クマによる傷は想像以上に深い。たとえば、クマの一撃で鼻など顔の一部が離断された際にも、それを持って帰れば、再建される可能性があることも知ってほしい。ただし、眼球が破裂したり飛び出したりして失明してしまうケースは、今の医学では治せません」
では、クマに襲われそうになった時、どうすればいいのか。
「目をそらさないようにし、ゆっくり後ずさりする」とよく言われるが、クマ外傷の患者の多くは、至近距離で遭遇しており、そんな余裕はなかったようだ。
「ツキノワグマの場合は地面にうつ伏せになって首の後ろを両手でガードし、頭や顔を狙われないように防御姿勢を取るしかありません。

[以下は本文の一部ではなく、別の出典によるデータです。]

//! School repository - raw parameterized SQL over the `escola` schema.

use async_trait::async_trait;
use sea_orm::{ConnectionTrait, DatabaseConnection, FromQueryResult, Statement};

use super::rows::{CourseRow, EnrollmentRow, UserRow};
use common::{AppError, AppResult};
use domain::{Course, EnrollmentEntry, User};

#[cfg(any(test, feature = "test-utils"))]
use mockall::automock;

pub(crate) const SQL_LIST_USERS: &str = r#"
    SELECT user_id, nome, idade, username, email, created_at
    FROM users
    ORDER BY user_id
"#;

pub(crate) const SQL_FIND_USER: &str = r#"
    SELECT user_id, nome, idade, username, email, created_at
    FROM users
    WHERE user_id = $1
"#;

pub(crate) const SQL_LIST_COURSES: &str =
    "SELECT curso_id, nome, descricao, ativo FROM cursos ORDER BY curso_id";

pub(crate) const SQL_LIST_ENROLLMENTS: &str = r#"
    SELECT u.user_id, u.nome, u.email, c.nome AS curso
    FROM matriculas m
    JOIN users u ON m.user_id = u.user_id
    JOIN cursos c ON m.curso_id = c.curso_id
    WHERE m.curso_id = $1
    ORDER BY u.nome
"#;

const SQL_PING: &str = "SELECT 1";

/// Read-only access to users, courses and enrollments.
#[cfg_attr(any(test, feature = "test-utils"), automock)]
#[async_trait]
pub trait SchoolRepository: Send + Sync {
    /// All users, ordered by `user_id`
    async fn list_users(&self) -> AppResult<Vec<User>>;

    /// User by primary key
    async fn find_user(&self, user_id: i32) -> AppResult<Option<User>>;

    /// All courses, ordered by `curso_id`
    async fn list_courses(&self) -> AppResult<Vec<Course>>;

    /// Students enrolled in a course, ordered by name
    async fn list_enrollments(&self, curso_id: i32) -> AppResult<Vec<EnrollmentEntry>>;

    /// Round-trip a trivial query to check connectivity
    async fn ping(&self) -> AppResult<()>;
}

/// Postgres implementation of SchoolRepository
pub struct PgSchoolStore {
    db: DatabaseConnection,
}

impl PgSchoolStore {
    /// Create new repository instance
    pub fn new(db: DatabaseConnection) -> Self {
        Self { db }
    }

    fn statement(&self, sql: &str, values: Vec<sea_orm::Value>) -> Statement {
        Statement::from_sql_and_values(self.db.get_database_backend(), sql, values)
    }
}

#[async_trait]
impl SchoolRepository for PgSchoolStore {
    async fn list_users(&self) -> AppResult<Vec<User>> {
        tracing::debug!("Listing users");
        let rows = UserRow::find_by_statement(self.statement(SQL_LIST_USERS, vec![]))
            .all(&self.db)
            .await
            .map_err(AppError::from)?;

        Ok(rows.into_iter().map(User::from).collect())
    }

    async fn find_user(&self, user_id: i32) -> AppResult<Option<User>> {
        tracing::debug!(user_id, "Fetching user");
        let row = UserRow::find_by_statement(self.statement(SQL_FIND_USER, vec![user_id.into()]))
            .one(&self.db)
            .await
            .map_err(AppError::from)?;

        Ok(row.map(User::from))
    }

    async fn list_courses(&self) -> AppResult<Vec<Course>> {
        tracing::debug!("Listing courses");
        let rows = CourseRow::find_by_statement(self.statement(SQL_LIST_COURSES, vec![]))
            .all(&self.db)
            .await
            .map_err(AppError::from)?;

        Ok(rows.into_iter().map(Course::from).collect())
    }

    async fn list_enrollments(&self, curso_id: i32) -> AppResult<Vec<EnrollmentEntry>> {
        tracing::debug!(curso_id, "Listing enrollments");
        let rows = EnrollmentRow::find_by_statement(
            self.statement(SQL_LIST_ENROLLMENTS, vec![curso_id.into()]),
        )
        .all(&self.db)
        .await
        .map_err(AppError::from)?;

        Ok(rows.into_iter().map(EnrollmentEntry::from).collect())
    }

    async fn ping(&self) -> AppResult<()> {
        self.db
            .execute(self.statement(SQL_PING, vec![]))
            .await
            .map_err(AppError::from)?;
        Ok(())
    }
}
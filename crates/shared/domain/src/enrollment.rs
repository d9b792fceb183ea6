//! Enrollment (matrícula) types.

use serde::{Deserialize, Serialize};

/// One enrolled student, joined with the course name.
#[derive(Debug, Clone, PartialEq, Eq, Serialize, Deserialize)]
#[cfg_attr(feature = "openapi", derive(utoipa::ToSchema))]
pub struct EnrollmentEntry {
    pub user_id: i32,
    pub nome: String,
    pub email: String,
    /// Name of the course the student is enrolled in
    pub curso: String,
}

/// Students enrolled in a single course.
#[derive(Debug, Clone, PartialEq, Eq, Serialize, Deserialize)]
#[cfg_attr(feature = "openapi", derive(utoipa::ToSchema))]
pub struct CourseEnrollments {
    /// Requested course identifier
    pub curso_id: i32,
    pub alunos_matriculados: Vec<EnrollmentEntry>,
    /// Always equal to `alunos_matriculados.len()`
    pub total: usize,
}

impl CourseEnrollments {
    /// Build the enrollment list for a course, deriving the total.
    pub fn new(curso_id: i32, alunos_matriculados: Vec<EnrollmentEntry>) -> Self {
        let total = alunos_matriculados.len();
        Self {
            curso_id,
            alunos_matriculados,
            total,
        }
    }
}
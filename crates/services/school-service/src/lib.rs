//! School Service Library
//!
//! Read-only REST API over the `escola` database: users, courses and the
//! students enrolled in each course.

pub mod config;
pub mod extractors;
pub mod handlers;
pub mod infra;
pub mod openapi;
pub mod repository;
pub mod routes;
pub mod service;
pub mod state;

use std::sync::Arc;

use tokio::signal;
use tower_http::trace::TraceLayer;
use tracing::{info, warn};

use crate::config::SchoolServiceConfig;
use crate::infra::Database;
use crate::repository::PgSchoolStore;
use crate::routes::create_router;
use crate::service::SchoolManager;
use crate::state::AppState;

/// Run the HTTP server with the given configuration.
pub async fn run_server(config: SchoolServiceConfig) -> Result<(), Box<dyn std::error::Error>> {
    // Connection pool (lazy: the database may still be down)
    let db = Database::connect(&config.database).await?;

    // Create repository and service
    let school_repo = Arc::new(PgSchoolStore::new(db.into_connection()));
    let school_service = Arc::new(SchoolManager::new(school_repo));

    // Create app state
    let state = AppState::new(school_service);

    // Build router
    let app = create_router(state).layer(TraceLayer::new_for_http());

    // Build address
    let addr = config.server.socket_addr()?;
    info!("School service listening on http://{}", addr);

    // Run server
    let listener = tokio::net::TcpListener::bind(addr).await?;
    axum::serve(listener, app)
        .with_graceful_shutdown(shutdown_signal())
        .await?;

    info!("School service stopped");
    Ok(())
}

/// Resolves on Ctrl+C or SIGTERM.
async fn shutdown_signal() {
    let ctrl_c = async {
        if let Err(e) = signal::ctrl_c().await {
            warn!("Failed to install Ctrl+C handler: {}", e);
            std::future::pending::<()>().await;
        }
    };

    #[cfg(unix)]
    let terminate = async {
        match signal::unix::signal(signal::unix::SignalKind::terminate()) {
            Ok(mut sigterm) => {
                sigterm.recv().await;
            }
            Err(e) => {
                warn!("Failed to install SIGTERM handler: {}", e);
                std::future::pending::<()>().await;
            }
        }
    };

    #[cfg(not(unix))]
    let terminate = std::future::pending::<()>();

    tokio::select! {
        _ = ctrl_c => {
            warn!("Received Ctrl+C, shutting down");
        }
        _ = terminate => {
            warn!("Received SIGTERM, shutting down");
        }
    }
}
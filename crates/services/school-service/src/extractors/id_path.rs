//! Integer path parameter extractor.

use axum::{
    async_trait,
    extract::{FromRequestParts, Path},
    http::request::Parts,
};

use common::AppError;

/// Non-negative integer identifier taken from the request path.
///
/// Segments that are not a non-negative integer fitting in `i32` do not
/// match the route and are answered with a JSON 404.
#[derive(Debug, Clone, Copy)]
pub struct IdPath(pub i32);

#[async_trait]
impl<S> FromRequestParts<S> for IdPath
where
    S: Send + Sync,
{
    type Rejection = AppError;

    async fn from_request_parts(parts: &mut Parts, state: &S) -> Result<Self, Self::Rejection> {
        let Path(raw) = Path::<u32>::from_request_parts(parts, state)
            .await
            .map_err(|rejection| {
                tracing::debug!("Path rejected: {}", rejection.body_text());
                AppError::route_not_found()
            })?;

        i32::try_from(raw)
            .map(IdPath)
            .map_err(|_| AppError::route_not_found())
    }
}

クマは、人間を食べるために積極的に近づいてくるわけではないため、その姿勢のままクマが去るのを待つ。実際に、その姿勢で、腕の骨折はあったものの顔面へのケガを免れたら事例もあります」
今年は、クマがエサとするドングリなどが凶作で、クマによる人身被害が全国で198件、負傷者が219人(うち6人が死亡)だった2023年と酷似している。クマの出没が、これからも増加することが予想される。命を守る行動を心がけよう。